In the data below, which lines contain "ResourceError"? List them by copying each one.

__Collected data__
========

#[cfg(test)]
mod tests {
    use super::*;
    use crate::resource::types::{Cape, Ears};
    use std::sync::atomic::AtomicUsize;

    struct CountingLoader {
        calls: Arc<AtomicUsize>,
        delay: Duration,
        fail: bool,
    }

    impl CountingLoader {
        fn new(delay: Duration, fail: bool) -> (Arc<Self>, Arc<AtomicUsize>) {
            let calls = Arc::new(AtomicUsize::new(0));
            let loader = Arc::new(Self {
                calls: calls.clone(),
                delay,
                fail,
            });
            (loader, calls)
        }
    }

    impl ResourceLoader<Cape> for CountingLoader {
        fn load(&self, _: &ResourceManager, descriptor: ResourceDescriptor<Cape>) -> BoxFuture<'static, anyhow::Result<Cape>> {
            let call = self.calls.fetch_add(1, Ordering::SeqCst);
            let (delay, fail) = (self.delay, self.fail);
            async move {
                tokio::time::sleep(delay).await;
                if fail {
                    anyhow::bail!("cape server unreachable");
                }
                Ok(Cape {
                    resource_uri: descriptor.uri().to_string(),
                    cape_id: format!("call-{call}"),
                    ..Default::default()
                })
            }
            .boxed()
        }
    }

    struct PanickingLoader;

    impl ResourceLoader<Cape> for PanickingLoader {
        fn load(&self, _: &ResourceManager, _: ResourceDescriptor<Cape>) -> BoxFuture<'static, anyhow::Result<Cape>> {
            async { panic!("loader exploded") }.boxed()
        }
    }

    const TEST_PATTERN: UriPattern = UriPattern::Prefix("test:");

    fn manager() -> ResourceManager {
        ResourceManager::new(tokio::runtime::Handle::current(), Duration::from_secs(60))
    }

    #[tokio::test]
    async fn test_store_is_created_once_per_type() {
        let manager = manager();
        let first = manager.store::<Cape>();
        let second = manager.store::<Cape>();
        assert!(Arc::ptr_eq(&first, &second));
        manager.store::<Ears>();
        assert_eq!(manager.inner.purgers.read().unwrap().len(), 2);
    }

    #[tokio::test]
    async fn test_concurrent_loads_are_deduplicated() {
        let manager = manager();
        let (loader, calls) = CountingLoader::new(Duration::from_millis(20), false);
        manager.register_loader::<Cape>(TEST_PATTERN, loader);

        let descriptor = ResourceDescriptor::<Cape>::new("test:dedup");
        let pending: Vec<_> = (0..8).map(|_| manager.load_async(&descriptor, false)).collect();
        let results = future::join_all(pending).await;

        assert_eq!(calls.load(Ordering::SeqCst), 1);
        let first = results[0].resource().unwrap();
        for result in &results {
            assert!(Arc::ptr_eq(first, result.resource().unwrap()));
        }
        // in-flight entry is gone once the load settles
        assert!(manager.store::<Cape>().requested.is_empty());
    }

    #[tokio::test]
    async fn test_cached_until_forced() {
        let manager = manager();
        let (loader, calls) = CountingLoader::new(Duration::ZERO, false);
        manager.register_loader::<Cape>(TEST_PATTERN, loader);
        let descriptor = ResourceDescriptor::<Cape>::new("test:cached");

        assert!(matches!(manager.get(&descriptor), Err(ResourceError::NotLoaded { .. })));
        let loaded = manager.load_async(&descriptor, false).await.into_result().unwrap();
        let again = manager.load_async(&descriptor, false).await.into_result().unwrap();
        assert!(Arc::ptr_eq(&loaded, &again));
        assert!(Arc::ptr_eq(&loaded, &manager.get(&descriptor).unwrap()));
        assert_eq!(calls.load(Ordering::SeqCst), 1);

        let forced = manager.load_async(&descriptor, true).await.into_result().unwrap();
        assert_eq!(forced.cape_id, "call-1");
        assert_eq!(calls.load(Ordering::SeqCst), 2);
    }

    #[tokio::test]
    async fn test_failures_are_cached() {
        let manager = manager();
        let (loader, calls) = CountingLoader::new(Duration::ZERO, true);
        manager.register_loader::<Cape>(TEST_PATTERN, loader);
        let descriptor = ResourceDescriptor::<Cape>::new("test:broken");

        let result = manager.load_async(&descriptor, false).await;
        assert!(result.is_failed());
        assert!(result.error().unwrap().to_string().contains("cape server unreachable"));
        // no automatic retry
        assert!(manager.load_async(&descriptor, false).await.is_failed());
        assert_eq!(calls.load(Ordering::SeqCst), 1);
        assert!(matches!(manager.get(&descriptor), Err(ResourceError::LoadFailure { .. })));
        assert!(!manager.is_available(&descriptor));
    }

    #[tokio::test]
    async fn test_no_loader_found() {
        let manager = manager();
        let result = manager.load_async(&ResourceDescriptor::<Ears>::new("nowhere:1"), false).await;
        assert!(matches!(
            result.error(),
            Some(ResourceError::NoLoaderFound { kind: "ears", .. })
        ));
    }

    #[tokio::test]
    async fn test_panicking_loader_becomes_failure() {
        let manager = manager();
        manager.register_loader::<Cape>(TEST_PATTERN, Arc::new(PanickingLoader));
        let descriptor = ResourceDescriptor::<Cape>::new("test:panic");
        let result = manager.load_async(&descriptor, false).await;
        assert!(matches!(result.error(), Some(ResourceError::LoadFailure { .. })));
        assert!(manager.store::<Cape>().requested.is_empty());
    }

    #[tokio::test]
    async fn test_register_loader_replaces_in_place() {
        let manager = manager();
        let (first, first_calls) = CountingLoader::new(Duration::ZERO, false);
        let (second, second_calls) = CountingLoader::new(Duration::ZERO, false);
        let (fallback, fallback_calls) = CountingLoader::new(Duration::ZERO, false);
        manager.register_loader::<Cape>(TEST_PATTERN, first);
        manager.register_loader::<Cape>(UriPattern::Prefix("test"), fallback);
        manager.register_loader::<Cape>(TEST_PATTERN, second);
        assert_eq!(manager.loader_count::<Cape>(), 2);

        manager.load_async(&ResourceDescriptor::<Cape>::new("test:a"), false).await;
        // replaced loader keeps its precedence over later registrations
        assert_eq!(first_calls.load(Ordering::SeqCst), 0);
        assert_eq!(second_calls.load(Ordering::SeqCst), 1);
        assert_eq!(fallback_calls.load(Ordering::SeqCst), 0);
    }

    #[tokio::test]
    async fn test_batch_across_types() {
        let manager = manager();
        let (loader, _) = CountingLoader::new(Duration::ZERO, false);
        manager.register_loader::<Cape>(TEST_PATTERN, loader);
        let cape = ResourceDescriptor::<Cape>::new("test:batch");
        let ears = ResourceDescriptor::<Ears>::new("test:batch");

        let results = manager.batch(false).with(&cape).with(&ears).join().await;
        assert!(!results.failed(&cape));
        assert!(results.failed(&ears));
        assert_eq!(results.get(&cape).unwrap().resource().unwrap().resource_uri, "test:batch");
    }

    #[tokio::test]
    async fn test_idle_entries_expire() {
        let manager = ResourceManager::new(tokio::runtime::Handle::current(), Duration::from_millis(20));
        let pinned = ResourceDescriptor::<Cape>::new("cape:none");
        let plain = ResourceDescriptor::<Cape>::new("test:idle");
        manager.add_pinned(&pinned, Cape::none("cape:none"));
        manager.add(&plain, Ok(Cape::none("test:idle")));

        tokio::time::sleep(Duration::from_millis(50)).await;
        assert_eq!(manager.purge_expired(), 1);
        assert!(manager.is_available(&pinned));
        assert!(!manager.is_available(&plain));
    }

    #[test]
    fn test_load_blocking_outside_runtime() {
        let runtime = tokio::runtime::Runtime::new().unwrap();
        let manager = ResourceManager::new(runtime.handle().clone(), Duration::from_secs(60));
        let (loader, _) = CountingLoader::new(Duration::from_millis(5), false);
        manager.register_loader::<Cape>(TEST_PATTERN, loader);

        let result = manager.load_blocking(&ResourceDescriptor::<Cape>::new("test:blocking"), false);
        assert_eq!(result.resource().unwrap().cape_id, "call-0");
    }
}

========

__EXERCISE OUTPUT__
        assert!(matches!(manager.get(&descriptor), Err(ResourceError::NotLoaded { .. })));
        assert!(matches!(manager.get(&descriptor), Err(ResourceError::LoadFailure { .. })));
            Some(ResourceError::NoLoaderFound { kind: "ears", .. })
        assert!(matches!(result.error(), Some(ResourceError::LoadFailure { .. })));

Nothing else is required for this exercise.